▶ **TASK INSTRUCTIONS**
Count the lines below that contain "FakeSql". Give only the number.

[Excerpts from a dataset]
-.-.-
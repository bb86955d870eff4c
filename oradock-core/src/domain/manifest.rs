//! Run manifest
//!
//! A JSON record of the most recent run, written next to the journal. Holds
//! the run id and the non-secret configuration.

use chrono::{DateTime, Utc};
use serde::Serialize;
use uuid::Uuid;

use crate::config::RunConfig;

#[derive(Debug, Clone, Serialize)]
pub struct RunManifest {
    pub run_id: Uuid,
    pub started_at: DateTime<Utc>,
    pub config: RunConfig,
}

impl RunManifest {
    pub fn new(config: &RunConfig) -> Self {
        Self {
            run_id: Uuid::new_v4(),
            started_at: Utc::now(),
            config: config.clone(),
        }
    }

    pub fn to_json(&self) -> serde_json::Result<String> {
        serde_json::to_string_pretty(self)
    }
}
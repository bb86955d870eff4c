//! Run configuration
//!
//! Defines every parameter of a migration run: the operator-supplied inputs
//! (output directory, port, schemas, locale, source credentials) and the
//! tunables that have sensible defaults (engine, image names, accounts,
//! polling).
//!
//! The configuration is immutable for the duration of a run.

use serde::Serialize;
use std::fmt;
use std::path::PathBuf;
use std::time::Duration;

use crate::error::ConfigError;

/// Lowest accepted host port
pub const MIN_PORT: u16 = 1000;

/// Highest accepted host port
pub const MAX_PORT: u16 = 9999;

/// Default interval between container log polls
pub const DEFAULT_POLL_INTERVAL: Duration = Duration::from_secs(10);

/// Default base image; runs `/docker-entrypoint-initdb.d` scripts on first start
pub const DEFAULT_BASE_IMAGE: &str = "wnameless/oracle-xe-11g-r2";

pub const DEFAULT_IMAGE_TAG: &str = "oradock/oracle-import:latest";
pub const DEFAULT_CONTAINER_NAME: &str = "oradock-oracle";
pub const DEFAULT_NAMESPACE: &str = "oradock";
pub const DEFAULT_LOCALE: &str = "AMERICAN_AMERICA.AL32UTF8";

pub const DEFAULT_EXPORT_USER: &str = "ORADOCK_EXP";
pub const DEFAULT_IMPORT_USER: &str = "ORADOCK_IMP";

/// Database account credentials
///
/// The password is never serialized and is redacted from `Debug` output.
#[derive(Clone, Default, Serialize)]
pub struct Credentials {
    pub username: String,
    #[serde(skip_serializing)]
    pub password: String,
}

impl Credentials {
    pub fn new(username: impl Into<String>, password: impl Into<String>) -> Self {
        Self {
            username: username.into(),
            password: password.into(),
        }
    }

    /// Whether the account authenticates through the operating system
    /// (`CONNECT / AS SYSDBA`) instead of a password
    pub fn uses_os_auth(&self) -> bool {
        self.password.is_empty()
    }
}

impl fmt::Debug for Credentials {
    fn fmt(&self, f: &mut fmt::Formatter<'_>) -> fmt::Result {
        f.debug_struct("Credentials")
            .field("username", &self.username)
            .field("password", &"****")
            .finish()
    }
}

/// Which container engine executable to drive
#[derive(Debug, Clone, Copy, PartialEq, Eq, Serialize)]
#[serde(rename_all = "lowercase")]
pub enum EngineKind {
    Docker,
    Podman,
}

impl EngineKind {
    /// Executable name looked up on `PATH`
    pub fn program(&self) -> &'static str {
        match self {
            EngineKind::Docker => "docker",
            EngineKind::Podman => "podman",
        }
    }
}

impl fmt::Display for EngineKind {
    fn fmt(&self, f: &mut fmt::Formatter<'_>) -> fmt::Result {
        f.write_str(self.program())
    }
}

/// Which containers and images the reset stage removes
#[derive(Debug, Clone, Copy, PartialEq, Eq, Serialize)]
#[serde(rename_all = "lowercase")]
pub enum ResetScope {
    /// Only resources labelled with the run namespace
    Namespace,
    /// Every container and image on the host
    Host,
}

/// Schema names to export, normalized
///
/// Parsed from a single comma-joined parameter. Entries are trimmed and
/// upper-cased; blank entries are dropped.
#[derive(Debug, Clone, Default, PartialEq, Eq, Serialize)]
pub struct SchemaList(Vec<String>);

impl SchemaList {
    pub fn parse(raw: &str) -> Self {
        Self(
            raw.split(',')
                .map(str::trim)
                .filter(|s| !s.is_empty())
                .map(str::to_uppercase)
                .collect(),
        )
    }

    pub fn is_empty(&self) -> bool {
        self.0.is_empty()
    }

    pub fn names(&self) -> &[String] {
        &self.0
    }

    /// Comma-joined form passed to the export and import utilities
    pub fn joined(&self) -> String {
        self.0.join(",")
    }
}

/// Migration run configuration
#[derive(Debug, Clone, Serialize)]
pub struct RunConfig {
    /// Operator-provisioned workspace root
    pub output_dir: PathBuf,

    /// Host port mapped to the database listener inside the container
    pub port: u32,

    pub schemas: SchemaList,

    /// Passed to the container as `NLS_LANG`
    pub locale: String,

    /// Privileged (SYSDBA) identity on the source database
    pub source: Credentials,

    /// Account created on the source database to run the export
    pub export_account: Credentials,

    /// Account created inside the container to run the import
    pub import_account: Credentials,

    /// Optional `VERSION=` for the export, for targets older than the source
    pub export_version: Option<String>,

    pub engine: EngineKind,
    pub base_image: String,
    pub image_tag: String,
    pub container_name: String,

    /// Label value scoping every image and container this tool creates
    pub namespace: String,

    pub reset_scope: ResetScope,

    #[serde(with = "duration_secs")]
    pub poll_interval: Duration,

    /// Give up waiting for the import after this long; `None` waits indefinitely
    #[serde(with = "opt_duration_secs")]
    pub import_timeout: Option<Duration>,
}

impl RunConfig {
    /// Creates a configuration from the operator inputs, with defaults for the rest
    pub fn new(
        output_dir: impl Into<PathBuf>,
        port: u32,
        schemas: &str,
        locale: impl Into<String>,
        source: Credentials,
    ) -> Self {
        Self {
            output_dir: output_dir.into(),
            port,
            schemas: SchemaList::parse(schemas),
            locale: locale.into(),
            source,
            export_account: Credentials::new(DEFAULT_EXPORT_USER, DEFAULT_EXPORT_USER.to_lowercase()),
            import_account: Credentials::new(DEFAULT_IMPORT_USER, DEFAULT_IMPORT_USER.to_lowercase()),
            export_version: None,
            engine: EngineKind::Docker,
            base_image: DEFAULT_BASE_IMAGE.to_string(),
            image_tag: DEFAULT_IMAGE_TAG.to_string(),
            container_name: DEFAULT_CONTAINER_NAME.to_string(),
            namespace: DEFAULT_NAMESPACE.to_string(),
            reset_scope: ResetScope::Namespace,
            poll_interval: DEFAULT_POLL_INTERVAL,
            import_timeout: None,
        }
    }

    /// Host port, checked against the allowed range
    pub fn host_port(&self) -> Result<u16, ConfigError> {
        u16::try_from(self.port)
            .ok()
            .filter(|port| (MIN_PORT..=MAX_PORT).contains(port))
            .ok_or(ConfigError::PortOutOfRange {
                port: self.port,
                min: MIN_PORT,
                max: MAX_PORT,
            })
    }

    /// Checks only that the output directory exists
    ///
    /// Enough for commands that neither export nor build.
    pub fn validate_output_dir(&self) -> Result<(), ConfigError> {
        if !self.output_dir.is_dir() {
            return Err(ConfigError::OutputDirMissing(self.output_dir.clone()));
        }
        Ok(())
    }

    /// Validates the configuration
    ///
    /// Checks run in a fixed order: output directory, port, schemas, then the
    /// remaining settings. Only reads the filesystem.
    pub fn validate(&self) -> Result<(), ConfigError> {
        self.validate_output_dir()?;

        self.host_port()?;

        if self.schemas.is_empty() {
            return Err(ConfigError::EmptySchemas);
        }

        for schema in self.schemas.names() {
            check_identifier("schema name", schema)?;
        }

        check_identifier("export user", &self.export_account.username)?;
        check_identifier("import user", &self.import_account.username)?;
        check_password("export user", &self.export_account.password)?;
        check_password("import user", &self.import_account.password)?;
        check_password("source user", &self.source.password)?;

        if self.export_account.password.is_empty() {
            return Err(ConfigError::Empty("export user password"));
        }
        if self.import_account.password.is_empty() {
            return Err(ConfigError::Empty("import user password"));
        }

        if self.locale.trim().is_empty() {
            return Err(ConfigError::Empty("locale"));
        }
        if self.base_image.trim().is_empty() {
            return Err(ConfigError::Empty("base image"));
        }
        if self.image_tag.trim().is_empty() {
            return Err(ConfigError::Empty("image tag"));
        }
        if self.container_name.trim().is_empty() {
            return Err(ConfigError::Empty("container name"));
        }
        if self.namespace.trim().is_empty() {
            return Err(ConfigError::Empty("namespace"));
        }
        if !self
            .namespace
            .chars()
            .all(|c| c.is_ascii_alphanumeric() || matches!(c, '-' | '_' | '.'))
        {
            return Err(ConfigError::InvalidNamespace(self.namespace.clone()));
        }

        if self.poll_interval.is_zero() {
            return Err(ConfigError::ZeroDuration("poll interval"));
        }
        if self.import_timeout.is_some_and(|t| t.is_zero()) {
            return Err(ConfigError::ZeroDuration("import timeout"));
        }

        Ok(())
    }
}

/// Oracle unquoted identifier: letter first, then letters, digits, `_`, `$`, `#`
fn check_identifier(what: &'static str, value: &str) -> Result<(), ConfigError> {
    let mut chars = value.chars();
    let valid = chars.next().is_some_and(|c| c.is_ascii_alphabetic())
        && chars.all(|c| c.is_ascii_alphanumeric() || matches!(c, '_' | '$' | '#'));

    if valid {
        Ok(())
    } else {
        Err(ConfigError::InvalidIdentifier {
            what,
            value: value.to_string(),
        })
    }
}

/// Passwords end up inside `"..."` in SQL and inside `'...'` in the import script
fn check_password(what: &'static str, value: &str) -> Result<(), ConfigError> {
    if value.contains(['"', '\'', '\n', '\r']) {
        return Err(ConfigError::InvalidPassword(what));
    }
    Ok(())
}

mod duration_secs {
    use serde::Serializer;
    use std::time::Duration;

    pub fn serialize<S: Serializer>(value: &Duration, serializer: S) -> Result<S::Ok, S::Error> {
        serializer.serialize_u64(value.as_secs())
    }
}

mod opt_duration_secs {
    use serde::Serializer;
    use std::time::Duration;

    pub fn serialize<S: Serializer>(
        value: &Option<Duration>,
        serializer: S,
    ) -> Result<S::Ok, S::Error> {
        match value {
            Some(d) => serializer.serialize_some(&d.as_secs()),
            None => serializer.serialize_none(),
        }
    }
}
//! oradock runner
//!
//! Drives a schema migration from a local Oracle database into a freshly
//! built database container.
//!
//! Architecture:
//! - Adapters: container engine, `sqlplus`, `expdp`, executable lookup
//! - Journal: the persisted run log under `logs/`
//! - Stages: preflight, artifacts, reset, export, provision
//! - Poller: waits for the in-container import to report a result
//!
//! Every external tool sits behind a trait so stages can be exercised
//! without a database or container engine.

pub mod context;
pub mod engine;
pub mod journal;
pub mod oracle;
pub mod pipeline;
pub mod poller;
pub mod process;
pub mod stages;
pub mod tools;

#[cfg(test)]
mod testing;

pub use context::RunContext;
pub use pipeline::{RunOutcome, Stage, run};
pub use poller::{CancelSignal, ImportOutcome};
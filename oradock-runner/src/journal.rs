//! Run journal
//!
//! The append-only log file under `logs/`, one line per event in the form
//! `<timestamp> - <message>`. Every entry is also emitted as a tracing event.
//!
//! The journal starts detached so validation can run before anything is
//! written. It attaches to the file once the file exists or may be created.

use anyhow::{Context, Result};
use oradock_core::domain::log::{LogEntry, LogLevel};
use std::fs::{File, OpenOptions};
use std::io::Write;
use std::path::{Path, PathBuf};
use std::sync::Mutex;
use tracing::{debug, error, info, warn};

/// Append-only journal of a migration run
pub struct RunJournal {
    path: PathBuf,
    file: Mutex<Option<File>>,
}

impl RunJournal {
    /// Journal for `path` that does not write until attached
    pub fn detached(path: impl Into<PathBuf>) -> Self {
        Self {
            path: path.into(),
            file: Mutex::new(None),
        }
    }

    pub fn path(&self) -> &Path {
        &self.path
    }

    pub fn is_attached(&self) -> bool {
        self.file.lock().map(|f| f.is_some()).unwrap_or(false)
    }

    /// Starts writing if the journal file is already there
    ///
    /// Used before validation: an earlier run's journal receives the failure,
    /// but no file is created.
    pub fn attach_if_exists(&self) -> Result<bool> {
        if !self.path.is_file() {
            return Ok(false);
        }
        self.attach()?;
        Ok(true)
    }

    /// Opens the journal for appending, creating it if needed
    pub fn attach(&self) -> Result<()> {
        let mut guard = self
            .file
            .lock()
            .map_err(|e| anyhow::anyhow!("Failed to lock journal: {}", e))?;
        if guard.is_some() {
            return Ok(());
        }

        let file = OpenOptions::new()
            .create(true)
            .append(true)
            .open(&self.path)
            .with_context(|| format!("Failed to open journal {}", self.path.display()))?;

        *guard = Some(file);
        debug!("Journal attached: {}", self.path.display());
        Ok(())
    }

    /// Records an entry
    ///
    /// A failed write is reported through tracing and never aborts the run.
    pub fn record(&self, entry: LogEntry) {
        match entry.level {
            LogLevel::Debug => debug!("{}", entry.message),
            LogLevel::Info => info!("{}", entry.message),
            LogLevel::Warning => warn!("{}", entry.message),
            LogLevel::Error => error!("{}", entry.message),
        }

        let Ok(mut guard) = self.file.lock() else {
            return;
        };
        if let Some(file) = guard.as_mut() {
            if let Err(e) = writeln!(file, "{}", entry.render()) {
                warn!("Failed to write journal {}: {}", self.path.display(), e);
            }
        }
    }

    pub fn debug(&self, message: impl Into<String>) {
        self.record(LogEntry::new(LogLevel::Debug, message));
    }

    pub fn info(&self, message: impl Into<String>) {
        self.record(LogEntry::new(LogLevel::Info, message));
    }

    pub fn warning(&self, message: impl Into<String>) {
        self.record(LogEntry::new(LogLevel::Warning, message));
    }

    pub fn error(&self, message: impl Into<String>) {
        self.record(LogEntry::new(LogLevel::Error, message));
    }
}
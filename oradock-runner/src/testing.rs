//! In-memory stand-ins for the external tools, shared by stage tests

use anyhow::Result;
use async_trait::async_trait;
use oradock_core::config::{Credentials, RunConfig};
use oradock_core::domain::container::{ContainerSpec, ImageBuild, ResourceFilter};
use oradock_core::domain::export::ExportRequest;
use std::path::{Path, PathBuf};
use std::sync::{Arc, Mutex};

use crate::context::RunContext;
use crate::engine::ContainerEngine;
use crate::oracle::{DataPump, SqlClient};
use crate::process::CommandOutput;
use crate::tools::ToolLocator;

/// Records every call; container log snapshots are served in order
#[derive(Default)]
pub struct FakeEngine {
    pub calls: Mutex<Vec<String>>,
    pub running: Vec<String>,
    pub stopped: Vec<String>,
    pub images: Vec<String>,
    /// Container names and image tags present regardless of labels
    pub existing: Vec<String>,
    pub log_snapshots: Mutex<Vec<String>>,
    pub fail_listing: bool,
}

impl FakeEngine {
    pub fn calls(&self) -> Vec<String> {
        self.calls.lock().unwrap().clone()
    }

    fn record(&self, call: String) {
        self.calls.lock().unwrap().push(call);
    }
}

#[async_trait]
impl ContainerEngine for FakeEngine {
    async fn version(&self) -> Result<String> {
        self.record("version".to_string());
        Ok("Docker version 27.0.0".to_string())
    }

    async fn list_containers(&self, filter: &ResourceFilter, all: bool) -> Result<Vec<String>> {
        self.record(format!("ps all={} {:?}", all, filter));
        if self.fail_listing {
            anyhow::bail!("engine unavailable");
        }
        let mut ids = self.running.clone();
        if all {
            ids.extend(self.stopped.iter().cloned());
        }
        Ok(ids)
    }

    async fn stop_containers(&self, ids: &[String]) -> Result<()> {
        self.record(format!("stop {}", ids.join(",")));
        Ok(())
    }

    async fn remove_containers(&self, ids: &[String]) -> Result<()> {
        self.record(format!("rm {}", ids.join(",")));
        Ok(())
    }

    async fn list_images(&self, filter: &ResourceFilter) -> Result<Vec<String>> {
        self.record(format!("images {:?}", filter));
        if self.fail_listing {
            anyhow::bail!("engine unavailable");
        }
        Ok(self.images.clone())
    }

    async fn remove_images(&self, ids: &[String]) -> Result<()> {
        self.record(format!("rmi {}", ids.join(",")));
        Ok(())
    }

    async fn build_image(&self, build: &ImageBuild) -> Result<()> {
        self.record(format!("build {}", build.tag));
        Ok(())
    }

    async fn run_container(&self, spec: &ContainerSpec) -> Result<String> {
        self.record(format!("run {} {}:{}", spec.name, spec.host_port, spec.container_port));
        Ok("c0ffee".to_string())
    }

    async fn logs(&self, container: &str) -> Result<String> {
        self.record(format!("logs {}", container));
        let mut snapshots = self.log_snapshots.lock().unwrap();
        if snapshots.len() > 1 {
            Ok(snapshots.remove(0))
        } else {
            Ok(snapshots.first().cloned().unwrap_or_default())
        }
    }

    async fn is_running(&self, _container: &str) -> Result<bool> {
        Ok(true)
    }

    async fn container_exists(&self, name: &str) -> Result<bool> {
        self.record(format!("exists container {}", name));
        Ok(self.existing.iter().any(|entry| entry == name))
    }

    async fn image_exists(&self, tag: &str) -> Result<bool> {
        self.record(format!("exists image {}", tag));
        Ok(self.existing.iter().any(|entry| entry == tag))
    }
}

/// Answers the export-user query with a fixed count and records statements
pub struct FakeSql {
    pub user_count: u64,
    pub queries: Mutex<Vec<String>>,
    pub executed: Mutex<Vec<String>>,
}

impl FakeSql {
    pub fn with_user_count(user_count: u64) -> Self {
        Self {
            user_count,
            queries: Mutex::new(Vec::new()),
            executed: Mutex::new(Vec::new()),
        }
    }

    pub fn executed(&self) -> Vec<String> {
        self.executed.lock().unwrap().clone()
    }
}

#[async_trait]
impl SqlClient for FakeSql {
    async fn query_count(&self, sql: &str) -> Result<u64> {
        self.queries.lock().unwrap().push(sql.to_string());
        Ok(self.user_count)
    }

    async fn execute(&self, statements: &[String]) -> Result<()> {
        self.executed.lock().unwrap().extend(statements.iter().cloned());
        Ok(())
    }
}

/// Writes the dump file into `dump_dir` unless told not to
pub struct FakePump {
    pub dump_dir: PathBuf,
    pub produce_dump: bool,
    pub requests: Mutex<Vec<String>>,
}

impl FakePump {
    pub fn new(dump_dir: &Path, produce_dump: bool) -> Self {
        Self {
            dump_dir: dump_dir.to_path_buf(),
            produce_dump,
            requests: Mutex::new(Vec::new()),
        }
    }
}

#[async_trait]
impl DataPump for FakePump {
    async fn export(&self, request: &ExportRequest) -> Result<CommandOutput> {
        self.requests.lock().unwrap().push(request.parameters().join(" "));
        if self.produce_dump {
            std::fs::create_dir_all(&self.dump_dir)?;
            std::fs::write(self.dump_dir.join(&request.dump_file), b"dump")?;
        }
        Ok(CommandOutput::default())
    }
}

/// Every executable is present
pub struct AllTools;

impl ToolLocator for AllTools {
    fn locate(&self, program: &str) -> Option<PathBuf> {
        Some(PathBuf::from("/usr/bin").join(program))
    }
}

/// No executable is present
pub struct NoTools;

impl ToolLocator for NoTools {
    fn locate(&self, _program: &str) -> Option<PathBuf> {
        None
    }
}

pub fn config(dir: &Path) -> RunConfig {
    RunConfig::new(
        dir,
        1522,
        "hr",
        "AMERICAN_AMERICA.AL32UTF8",
        Credentials::new("sys", "pw"),
    )
}

/// Context wired to fakes
pub fn context(
    config: RunConfig,
    engine: Arc<FakeEngine>,
    sql: Arc<FakeSql>,
    produce_dump: bool,
) -> (RunContext, Arc<FakePump>) {
    let pump = Arc::new(FakePump::new(&config.output_dir.join("dump"), produce_dump));
    let ctx = RunContext::with_tools(config, engine, sql, pump.clone(), Arc::new(AllTools));
    (ctx, pump)
}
-.-.-
▶ **EXPECTED ANSWER**
4